Physical exercise is known to slow synaptic neurodegeneration and cognitive aging in Alzheimer's disease (AD). The benefits of physical exercise are related to reduced amyloid beta (Aβ) deposition and increased synaptic plasticity. Yet little is known about the mechanisms that mediate these effects. Here, we show that physical exercise down-regulated the microglial Tmem9 protein, inhibited C1q activation, and decreased C1q-dependent microglial synapse engulfment, eventually ameliorating cognitive impairment in 5xFAD mice. Furthermore, using oAβ cultured-BV2 in vitro, we show that downregulation of microglial Tmem9 was sufficient to restrain complement activity and decrease microglia-mediated synaptic loss, whereas overexpression of microglial Tmem9 tended to promote complement activation and induced synaptic loss, abolishing exercise-associated protection.
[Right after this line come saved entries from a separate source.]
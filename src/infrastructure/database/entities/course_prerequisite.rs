use sea_orm::entity::prelude::*;
use serde::{Deserialize, Serialize};

/// `course_id` requires `prerequisite_id`.
#[derive(Clone, Debug, PartialEq, Eq, DeriveEntityModel, Serialize, Deserialize)]
#[sea_orm(table_name = "course_prerequisites")]
pub struct Model {
    #[sea_orm(primary_key, auto_increment = false)]
    pub course_id: String,
    #[sea_orm(primary_key, auto_increment = false)]
    pub prerequisite_id: String,
    pub created_at: DateTimeUtc,
}

#[derive(Copy, Clone, Debug, EnumIter, DeriveRelation)]
pub enum Relation {
    #[sea_orm(
        belongs_to = "super::course::Entity",
        from = "Column::CourseId",
        to = "super::course::Column::Id",
        on_delete = "Cascade"
    )]
    Course,
    #[sea_orm(
        belongs_to = "super::course::Entity",
        from = "Column::PrerequisiteId",
        to = "super::course::Column::Id",
        on_delete = "Cascade"
    )]
    Prerequisite,
}

impl ActiveModelBehavior for ActiveModel {}
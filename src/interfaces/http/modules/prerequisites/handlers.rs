//! Course prerequisite graph

use axum::extract::{Path, State};
use axum::Extension;

use super::dto::AddPrerequisiteRequest;
use crate::application::services::prerequisites::PrerequisiteCheck;
use crate::application::AppServices;
use crate::infrastructure::database::entities::{course, course_prerequisite};
use crate::interfaces::http::common::{created, ok, ApiResult, CreatedResult, EmptyData, ValidatedJson};
use crate::interfaces::http::middleware::AuthenticatedUser;

#[utoipa::path(
    get,
    path = "/api/v1/courses/{id}/prerequisites",
    tag = "Prerequisites",
    params(("id" = String, Path, description = "Course ID")),
    responses((status = 200, description = "Direct prerequisites"))
)]
pub async fn list_prerequisites(
    State(app): State<AppServices>,
    Path(id): Path<String>,
) -> ApiResult<Vec<course::Model>> {
    ok(app.prerequisites.list(&id).await?)
}

#[utoipa::path(
    post,
    path = "/api/v1/courses/{id}/prerequisites",
    tag = "Prerequisites",
    security(("bearer_auth" = [])),
    params(("id" = String, Path, description = "Course ID")),
    request_body = AddPrerequisiteRequest,
    responses(
        (status = 201, description = "Prerequisite added"),
        (status = 400, description = "Would create a cycle"),
        (status = 409, description = "Already a prerequisite")
    )
)]
pub async fn add_prerequisite(
    State(app): State<AppServices>,
    Extension(user): Extension<AuthenticatedUser>,
    Path(id): Path<String>,
    ValidatedJson(req): ValidatedJson<AddPrerequisiteRequest>,
) -> CreatedResult<course_prerequisite::Model> {
    created(app.prerequisites.add(&user.actor(), &id, &req.prerequisite_id).await?)
}

#[utoipa::path(
    delete,
    path = "/api/v1/courses/{id}/prerequisites/{prerequisite_id}",
    tag = "Prerequisites",
    security(("bearer_auth" = [])),
    params(
        ("id" = String, Path, description = "Course ID"),
        ("prerequisite_id" = String, Path, description = "Prerequisite course ID")
    ),
    responses((status = 200, description = "Prerequisite removed"))
)]
pub async fn remove_prerequisite(
    State(app): State<AppServices>,
    Extension(user): Extension<AuthenticatedUser>,
    Path((id, prerequisite_id)): Path<(String, String)>,
) -> ApiResult<EmptyData> {
    app.prerequisites.remove(&user.actor(), &id, &prerequisite_id).await?;
    ok(EmptyData {})
}

#[utoipa::path(
    get,
    path = "/api/v1/courses/{id}/prerequisites/check",
    tag = "Prerequisites",
    security(("bearer_auth" = [])),
    params(("id" = String, Path, description = "Course ID")),
    responses((status = 200, description = "Which prerequisites the caller still lacks"))
)]
pub async fn check_prerequisites(
    State(app): State<AppServices>,
    Extension(user): Extension<AuthenticatedUser>,
    Path(id): Path<String>,
) -> ApiResult<PrerequisiteCheck> {
    ok(app.prerequisites.check(&user.user_id, &id).await?)
}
Finally, we show that microglial Tmem9 contributed to complement activation by regulating ATP6V0D1, a vesicular (H⁺) ATP-dependent proton pump (V-ATPase) subunit that regulates V-ATPase assembly. Together, our results demonstrate that exercise is a potential treatment for AD patients. In an AD mouse model, it decreased the levels of microglial Tmem9 to inhibit the activation of complement, alleviated complement-dependent synaptic loss, and eventually ameliorated emotional and cognitive disorders.